The pandemic brought an influx of people into national parks. In 2021, park visits were up 25%, bringing in 60 million more visitors than they saw in 2020. Part of the increase was due to changes in COVID-19 protocols and more Americans wanting to get out of the house.
While connecting with nature can be good for the body and mind, lawmakers are concerned that the increased traffic will cause harm to the environment and wildlife. In a congressional hearing, lawmakers focused on overcrowding in the parks throughout the country and how it will affect the parks as well as those who want to visit.
The traffic increase is putting a strain on the national parks system. Rep. Katie Porter (D-Calif.) said, "Some parks like Yosemite are national attractions; for parks like that, overcrowding must be actively managed."

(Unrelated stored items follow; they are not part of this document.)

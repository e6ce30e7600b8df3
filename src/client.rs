//! Client Module
//!
//! Typed operations over a [`Connection`].
//!
//! ## Flow (per call)
//! ```text
//! Idle → encode → Sending → Awaiting ─┬─→ Decoding ─────→ Success / Failed
//!                                     └─→ Reconnecting ──→ TransportFailure
//! ```
//!
//! `Err` is returned only when no socket is held (or a command cannot be
//! written as a single line). Everything the server says, and every
//! dropped connection, is an [`Outcome`].

use std::sync::Arc;

use parking_lot::Mutex;

use crate::config::ClientConfig;
use crate::document::{DocId, Document, Query};
use crate::error::Result;
use crate::network::{Connection, Exchange};
use crate::outcome::Outcome;
use crate::protocol::{
    decode_reply, encode_command, Command, ConfigParam, GetFilter, IndexKind, ListingEntry, Reply,
};

/// Extraction of one operation's value from a decoded reply; gives the
/// reply back when it has the wrong shape
type Extracted<T> = std::result::Result<T, Reply>;

/// Client for one FluxDB server
///
/// ```no_run
/// use fluxdb::{Client, ClientConfig, Query};
/// use serde_json::json;
///
/// let mut db = Client::connect(ClientConfig::default());
/// let user = fluxdb::document_from(json!({"username": "ada", "level": 10})).unwrap();
///
/// if let Some(id) = db.insert(&user)?.success() {
///     let ids = db.find(&Query::new().eq("username", "ada"))?.unwrap_or_default();
///     assert!(ids.contains(&id));
/// }
/// # Ok::<(), fluxdb::FluxError>(())
/// ```
#[derive(Debug)]
pub struct Client {
    connection: Connection,
}

impl Client {
    /// Create a client and attempt to connect
    ///
    /// An unreachable server is logged, not raised; commands then fail with
    /// [`FluxError::NotConnected`](crate::FluxError::NotConnected) until
    /// [`reconnect`](Self::reconnect) succeeds.
    pub fn connect(config: ClientConfig) -> Self {
        Self {
            connection: Connection::open(config),
        }
    }

    /// Wrap an existing connection manager
    pub fn with_connection(connection: Connection) -> Self {
        Self { connection }
    }

    // =========================================================================
    // Documents
    // =========================================================================

    /// Insert a document, returning its server-assigned id
    pub fn insert(&mut self, document: &Document) -> Result<Outcome<DocId>> {
        self.request(Command::Insert { document }, |reply| match reply {
            Reply::Inserted(id) => Ok(id),
            other => Err(other),
        })
    }

    /// Ids of the documents matching `query`, in server order
    pub fn find(&mut self, query: &Query) -> Result<Outcome<Vec<DocId>>> {
        self.request(Command::Find { query }, |reply| match reply {
            Reply::Listing(entries) => Ok(entries.into_iter().map(|e| e.id).collect()),
            other => Err(other),
        })
    }

    /// Documents matching `query`, each with an injected `_id` field
    pub fn find_documents(&mut self, query: &Query) -> Result<Outcome<Vec<(DocId, Document)>>> {
        self.request(Command::Find { query }, listing_documents)
    }

    /// Overwrite the document stored under `id`
    pub fn update(&mut self, id: DocId, document: &Document) -> Result<Outcome<()>> {
        self.request(Command::Update { id, document }, |reply| match reply {
            Reply::Updated => Ok(()),
            other => Err(other),
        })
    }

    pub fn delete(&mut self, id: DocId) -> Result<Outcome<()>> {
        self.request(Command::Delete { id }, |reply| match reply {
            Reply::Deleted => Ok(()),
            other => Err(other),
        })
    }

    /// Ask the server to index `field`
    ///
    /// Whether the server uses the index is invisible to the client; query
    /// results are the same either way.
    pub fn create_index(&mut self, field: &str, kind: IndexKind) -> Result<Outcome<()>> {
        self.request(Command::CreateIndex { field, kind }, |reply| match reply {
            Reply::IndexCreated => Ok(()),
            other => Err(other),
        })
    }

    /// `GET` with any filter; succeeds for every non-error reply
    pub fn get(&mut self, filter: &GetFilter) -> Result<Outcome<Reply>> {
        self.request(Command::Get { filter }, |reply| {
            if reply.is_ok() {
                Ok(reply)
            } else {
                Err(reply)
            }
        })
    }

    /// Every document in the active database
    pub fn get_all(&mut self) -> Result<Outcome<Vec<(DocId, Document)>>> {
        self.request(Command::Get { filter: &GetFilter::All }, listing_documents)
    }

    pub fn get_by_id(&mut self, id: DocId) -> Result<Outcome<Document>> {
        self.request(Command::Get { filter: &GetFilter::Id(id) }, |reply| match reply {
            Reply::Object(document) => Ok(document),
            other => Err(other),
        })
    }

    /// Documents with ids in `start..=end`
    pub fn get_range(&mut self, start: DocId, end: DocId) -> Result<Outcome<Vec<(DocId, Document)>>> {
        self.request(
            Command::Get {
                filter: &GetFilter::Range(start, end),
            },
            listing_documents,
        )
    }

    // =========================================================================
    // Administration
    // =========================================================================

    /// Switch the active database (created by the server if missing)
    pub fn use_database(&mut self, database: &str) -> Result<Outcome<()>> {
        self.request(Command::Use { database }, |reply| ack(reply, "SWITCHED_TO").map(drop))
    }

    pub fn show_databases(&mut self) -> Result<Outcome<Vec<String>>> {
        self.request(Command::ShowDatabases, |reply| match reply {
            Reply::Ack(text) => match serde_json::from_str::<Vec<String>>(&text) {
                Ok(databases) => Ok(databases),
                Err(_) => Err(Reply::Ack(text)),
            },
            other => Err(other),
        })
    }

    pub fn drop_database(&mut self, database: &str) -> Result<Outcome<()>> {
        self.request(Command::DropDatabase { database }, |reply| {
            ack(reply, "DROPPED").map(drop)
        })
    }

    /// Remove every document in the active database
    pub fn flush_db(&mut self) -> Result<Outcome<()>> {
        self.request(Command::FlushDb, |reply| ack(reply, "FLUSHED").map(drop))
    }

    pub fn checkpoint(&mut self) -> Result<Outcome<()>> {
        self.request(Command::Checkpoint, |reply| {
            ack(reply, "CHECKPOINT_COMPLETE").map(drop)
        })
    }

    /// Toggle the server's adaptive indexing
    pub fn set_adaptive(&mut self, enabled: bool) -> Result<Outcome<()>> {
        self.configure(ConfigParam::Adaptive, enabled)
    }

    pub fn set_pubsub(&mut self, enabled: bool) -> Result<Outcome<()>> {
        self.configure(ConfigParam::PubSub, enabled)
    }

    fn configure(&mut self, param: ConfigParam, enabled: bool) -> Result<Outcome<()>> {
        self.request(Command::Config { param, enabled }, |reply| {
            ack(reply, "CONFIG_UPDATED").map(drop)
        })
    }

    /// Database statistics as reported by the server
    pub fn stats(&mut self) -> Result<Outcome<Document>> {
        self.request(Command::Stats, |reply| match reply {
            Reply::Object(stats) => Ok(stats),
            other => Err(other),
        })
    }

    /// Expire the document `id` after `seconds`
    pub fn expire(&mut self, id: DocId, seconds: u64) -> Result<Outcome<()>> {
        self.request(Command::Expire { id, seconds }, |reply| ack(reply, "TTL_SET").map(drop))
    }

    /// Publish to a channel, returning the number of receivers
    pub fn publish(&mut self, channel: &str, message: &str) -> Result<Outcome<usize>> {
        self.request(Command::Publish { channel, message }, |reply| {
            let text = ack(reply, "RECEIVERS=")?;
            text["RECEIVERS=".len()..]
                .trim()
                .parse::<usize>()
                .map_err(|_| Reply::Ack(text.clone()))
        })
    }

    /// Server command reference
    pub fn help(&mut self) -> Result<Outcome<String>> {
        self.request(Command::Help, |reply| match reply {
            Reply::Ack(text) => Ok(text),
            other => Err(other),
        })
    }

    /// Send arbitrary command text verbatim (e.g. `FLUSHDB`,
    /// `CONFIG ADAPTIVE 1`)
    pub fn raw_command(&mut self, text: &str) -> Result<Exchange> {
        self.execute(Command::Raw(text))
    }

    // =========================================================================
    // Connection
    // =========================================================================

    /// Drop the current socket (if any) and connect again
    pub fn reconnect(&mut self) -> bool {
        self.connection.connect()
    }

    pub fn is_connected(&self) -> bool {
        self.connection.is_connected()
    }

    pub fn close(&mut self) {
        self.connection.close();
    }

    pub fn config(&self) -> &ClientConfig {
        self.connection.config()
    }

    // =========================================================================
    // Internals
    // =========================================================================

    fn execute(&mut self, command: Command<'_>) -> Result<Exchange> {
        let text = encode_command(&command)?;
        self.connection.send_and_receive(&text)
    }

    fn request<T>(
        &mut self,
        command: Command<'_>,
        extract: impl FnOnce(Reply) -> Extracted<T>,
    ) -> Result<Outcome<T>> {
        let command_type = command.command_type();

        let text = match self.execute(command)? {
            Exchange::Reply(text) => text,
            Exchange::ConnectionLost => {
                tracing::debug!("{:?} lost with the connection", command_type);
                return Ok(Outcome::TransportFailure);
            }
        };

        match extract(decode_reply(&text)) {
            Ok(value) => Ok(Outcome::Success(value)),
            Err(reply) => {
                let reason = reply.describe();
                tracing::debug!("{:?} failed: {}", command_type, reason);
                Ok(Outcome::Failed(reason))
            }
        }
    }
}

/// Text of an `OK <prefix>...` acknowledgement
fn ack(reply: Reply, prefix: &str) -> Extracted<String> {
    match reply {
        Reply::Ack(text) if text.starts_with(prefix) => Ok(text),
        other => Err(other),
    }
}

/// `(id, document)` pairs of a listing; entries without a document are
/// dropped
fn listing_documents(reply: Reply) -> Extracted<Vec<(DocId, Document)>> {
    match reply {
        Reply::Listing(entries) => Ok(entries
            .into_iter()
            .filter_map(|ListingEntry { id, document }| document.map(|doc| (id, doc)))
            .collect()),
        other => Err(other),
    }
}

// =============================================================================
// Shared Client
// =============================================================================

/// A client that several threads can share
///
/// Each call holds the lock for its whole round trip, so commands from
/// different threads never interleave on the socket.
#[derive(Debug, Clone)]
pub struct SharedClient {
    inner: Arc<Mutex<Client>>,
}

impl SharedClient {
    pub fn new(client: Client) -> Self {
        Self {
            inner: Arc::new(Mutex::new(client)),
        }
    }

    /// Run several operations without another thread's commands in between
    pub fn with<R>(&self, f: impl FnOnce(&mut Client) -> R) -> R {
        let mut client = self.inner.lock();
        f(&mut client)
    }

    pub fn insert(&self, document: &Document) -> Result<Outcome<DocId>> {
        self.with(|client| client.insert(document))
    }

    pub fn find(&self, query: &Query) -> Result<Outcome<Vec<DocId>>> {
        self.with(|client| client.find(query))
    }

    pub fn update(&self, id: DocId, document: &Document) -> Result<Outcome<()>> {
        self.with(|client| client.update(id, document))
    }

    pub fn delete(&self, id: DocId) -> Result<Outcome<()>> {
        self.with(|client| client.delete(id))
    }
}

Utah Democrat Blake Moore echoed Porter's concerns. He asked, "Can you expand a little bit on the potential of Zion National Park opening up new trails? Are you supportive of this? Have you worked on anything on this regard?"
Zion National Park Superintendent Jeff Bradybaugh elaborated that "we have opened some new trails, and we have some plans in addition." However, with more people visiting the parks, Congress wants to keep wildlife and landscape protections in place. Bradybaugh was asked by Colorado Congressman Joe Neguse about widespread reservation system implementation in 2023.
Bradybaugh responded, "It's not one-size-fits-all; we do need to understand how these particular situations in different parks manifest themselves." For example, Yosemite National Park has already announced it will not use the system in 2023, though it is open to public comment on what to do in place of the system. The park saw 3.3 million visitors last year. By contrast, Zion had 5 million.
One of the biggest concerns is the National Park System's budget. It hasn't always been robust enough to address some of the larger issues, but the system is hoping for a 22% increase from the 2021 infrastructure law.